A dive into FHLT 2006-E is another reminder of just how rotten the piles of loans top Wall Street firms were willing to attach their name to and hawk at the height of the housing bubble. Investors, too, were either holding their noses and handing over their cash, or had just stopped taking the time to sniff these deals altogether. Goldman, for instance, had no trouble selling FHLT 2006-E. It was snapped up by investors even though it paid a yield only slightly more than Treasuries, and was made up mostly of loans to subprime borrowers.
Sergio Pinto was one of those borrowers. Pinto and his wife put down 5% to buy a $1.28 million house, their third, in Carmichael, Calif., in late 2006. No one ever asked Pinto to prove his income, which he says was a combined $200,000 for him and his wife at the time. Two weeks ago, Pinto and his wife moved out of the house for good. Theirs is just one of 2,512 loans in the Goldman deal -- more than half of the total -- that have either ended up in foreclosure, landed in bankruptcy court, or on which payments are no longer being made. "It was all about 'We can get you into the house,' and I wanted in," says Pinto, 39. "But the payments climbed to $6,000 a month. We just couldn't afford it anymore."

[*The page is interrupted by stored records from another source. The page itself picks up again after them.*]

use ratatui::{
    Frame,
    buffer::Buffer,
    layout::Rect,
    style::{Color, Modifier, Style},
    symbols,
    text::Line,
    widgets::{
        Block, Borders, Widget,
        canvas::{Canvas, Map, MapResolution},
    },
};

use pinmap_core::{LatLng, Theme};

use super::RenderCtx;
use crate::ui::map_state::MapState;
use crate::ui::theme::ThemeColors as _;

/// Cell symbol for a pin marker.
pub const MARKER_SYMBOL: &str = "●";
/// Cell symbol for the location of a pin being added.
pub const PENDING_SYMBOL: &str = "✚";

/// Draws the framed basemap with markers and returns the inner map area.
pub fn render_map(frame: &mut Frame, area: Rect, ctx: &RenderCtx<'_>, theme: Theme) -> Rect {
    let block = Block::default()
        .borders(Borders::ALL)
        .title("─── Pinmap ")
        .title_bottom(Line::from(format!(" {} ", ctx.tiles.attribution)).right_aligned())
        .border_style(Style::default().fg(theme.focused_border()));
    let inner = block.inner(area);
    frame.render_widget(block, area);

    let bounds = ctx.map.viewport.bounds(inner);
    let land = theme.land();
    let basemap = Canvas::default()
        .marker(symbols::Marker::Braille)
        .x_bounds([bounds.west, bounds.east])
        .y_bounds([bounds.south, bounds.north])
        .paint(move |painter| {
            painter.draw(&Map {
                color: land,
                resolution: MapResolution::High,
            });
        });
    frame.render_widget(basemap, inner);

    frame.render_widget(
        MarkerOverlay {
            map: ctx.map,
            pending: ctx.flow.location(),
            marker_color: theme.marker(),
            selected_color: theme.highlight(),
        },
        inner,
    );

    inner
}

/// Draws one cell per marker on top of the basemap.
struct MarkerOverlay<'ctx> {
    map: &'ctx MapState,
    pending: Option<LatLng>,
    marker_color: Color,
    selected_color: Color,
}

impl Widget for MarkerOverlay<'_> {
    fn render(self, area: Rect, buf: &mut Buffer) {
        let viewport = &self.map.viewport;
        for (index, marker) in self.map.markers.iter().enumerate() {
            let Some(position) = viewport.latlng_to_cell(area, marker.pin.location()) else {
                continue;
            };
            let selected = self.map.open_popup == Some(index);
            if let Some(cell) = buf.cell_mut(position) {
                let color = if selected {
                    self.selected_color
                } else {
                    self.marker_color
                };
                cell.set_symbol(MARKER_SYMBOL)
                    .set_style(Style::default().fg(color).add_modifier(Modifier::BOLD));
            }
        }

        if let Some(position) = self
            .pending
            .and_then(|location| viewport.latlng_to_cell(area, location))
            && let Some(cell) = buf.cell_mut(position)
        {
            cell.set_symbol(PENDING_SYMBOL)
                .set_style(Style::default().fg(self.selected_color));
        }
    }
}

Even going by the prospectus Goldman distributed to investors at the time of the offering, the loans in FHLT 2006-E were risky bets. The deal was named after the now-defunct California mortgage brokerage by the same name that made all the loans in the trust. Fremont was known to be among the most lax lenders in the country. According to the original offering documents, 652 of the loans in FHLT 2006-E, or 13%, were made to borrowers with credit scores of 549 or worse - a score that would barely qualify you for a cell phone these days. Nearly 37% of the loans in the trust, or 1,857, were made to borrowers who were never asked to prove their income. More than a quarter of the loans were made to borrowers in California, one of the most overheated real estate markets at the time. Yet, the California loans in Fremont's portfolio had an average size of more than $330,000 to borrowers with credit scores that on average didn't break the mid-600s. So perhaps it's no surprise that, just 12 months after Goldman sold the deal, 32% of the mortgages in the trust had gone bad. Over 350 had entered foreclosure. Borrowers in another 785 mortgages hadn't made a payment in over a month.

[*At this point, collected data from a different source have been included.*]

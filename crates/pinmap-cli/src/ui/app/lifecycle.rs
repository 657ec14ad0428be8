//! Application lifecycle operations (constructors, initialization, raw mode)

use crossterm::event::{DisableMouseCapture, EnableMouseCapture};
use crossterm::execute;
use crossterm::terminal::{self, EnterAlternateScreen, LeaveAlternateScreen};
use pinmap_core::{PinService, Result};
use ratatui::Terminal;
use ratatui::backend::{Backend, CrosstermBackend};
use std::io;
use std::sync::Arc;
use tokio::sync::mpsc;

use super::tui_app::TuiApp;
use crate::config::ConfigManager;
use crate::ui::event_source::{CrosstermEventSource, InputEventSource};
use crate::ui::flow::SubmissionFlow;
use crate::ui::layout::LayoutCache;
use crate::ui::map_state::MapState;
use crate::ui::renderer::Renderer;
use crate::ui::state::UiState;

impl<B: Backend> TuiApp<B> {
    /// Creates an app drawing to `backend` and reading input from `event_source`.
    ///
    /// The map starts at the configured center and zoom with no markers; call
    /// [`TuiApp::reload_pins`] to request the first load.
    ///
    /// # Errors
    /// Returns an error if the terminal cannot be initialized.
    pub fn new(
        backend: B,
        event_source: Box<dyn InputEventSource>,
        service: Arc<dyn PinService>,
        config: ConfigManager,
    ) -> Result<Self> {
        let (event_sender, event_receiver) = mpsc::unbounded_channel();
        let terminal = Terminal::new(backend)?;
        let settings = config.get();

        tracing::info!(
            "Starting map at ({}, {}) zoom {} using {} service",
            settings.map.center_lat,
            settings.map.center_lng,
            settings.map.zoom,
            service.name()
        );

        Ok(Self {
            terminal,
            event_source,
            event_sender,
            event_receiver,
            service,
            map: MapState::new(&settings.map),
            flow: SubmissionFlow::default(),
            state: UiState::default(),
            renderer: Renderer::new(settings.ui.theme),
            layout_cache: LayoutCache::new(),
            config,
        })
    }
}

impl TuiApp<CrosstermBackend<io::Stdout>> {
    /// Creates an app on the real terminal
    ///
    /// # Errors
    /// Returns an error if terminal initialization or clearing fails.
    pub fn new_crossterm(service: Arc<dyn PinService>, config: ConfigManager) -> Result<Self> {
        let mut app = Self::new(
            CrosstermBackend::new(io::stdout()),
            Box::new(CrosstermEventSource::new()),
            service,
            config,
        )?;
        app.terminal.clear()?;
        Ok(app)
    }

    /// Enables raw mode, the alternate screen, and mouse capture
    ///
    /// # Errors
    /// Returns an error if the terminal rejects any of the modes.
    pub fn enable_raw_mode(&mut self) -> Result<()> {
        terminal::enable_raw_mode()?;
        execute!(
            self.terminal.backend_mut(),
            EnterAlternateScreen,
            EnableMouseCapture
        )?;
        self.terminal.clear()?;
        Ok(())
    }

    /// Restores the terminal to its normal state
    ///
    /// # Errors
    /// Returns an error if disabling raw mode or leaving the alternate screen fails.
    pub fn disable_raw_mode(&mut self) -> Result<()> {
        terminal::disable_raw_mode()?;
        execute!(
            self.terminal.backend_mut(),
            LeaveAlternateScreen,
            DisableMouseCapture
        )?;
        self.terminal.show_cursor()?;
        Ok(())
    }
}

But what makes FHLT 2006-E potentially fraudulent, and why the SEC is likely to sue Goldman, is that it appears the firm knew that even compared to the incredibly low standards it stated it was using to select loans for the deal, the mortgages Goldman actually sold to investors were a good deal worse. For instance, the deal's prospectus that Goldman assembled and distributed to investors, and filed with the SEC, said that there was only one home loan out of 5,012 in the Fremont trust, or 0.01%, in which a borrower had taken out more than their house was worth. But an audit conducted for the FHFA suit found that at least 1,179 loans in FHLT 2006-E, or 23.5%, were already underwater at the time Goldman was pitching the deal to investors. The suit alleges that Goldman also hid the number of loans in the Fremont trust that were made to real estate investors, which are generally considered riskier than a loan to someone who intends to live in a house themselves. Goldman's pitch claimed that just under 14% of the loans in FHLT 2006-E were made to investors. In fact, that number was over 24%.
"We found that major financial institutions had information of the defective nature of the loans they were packaging and selling that they never disclosed to investors," says Phil Angelides, who was the head of the Financial Crisis Inquiry Commission. "It was seminal to the cause of the financial crisis."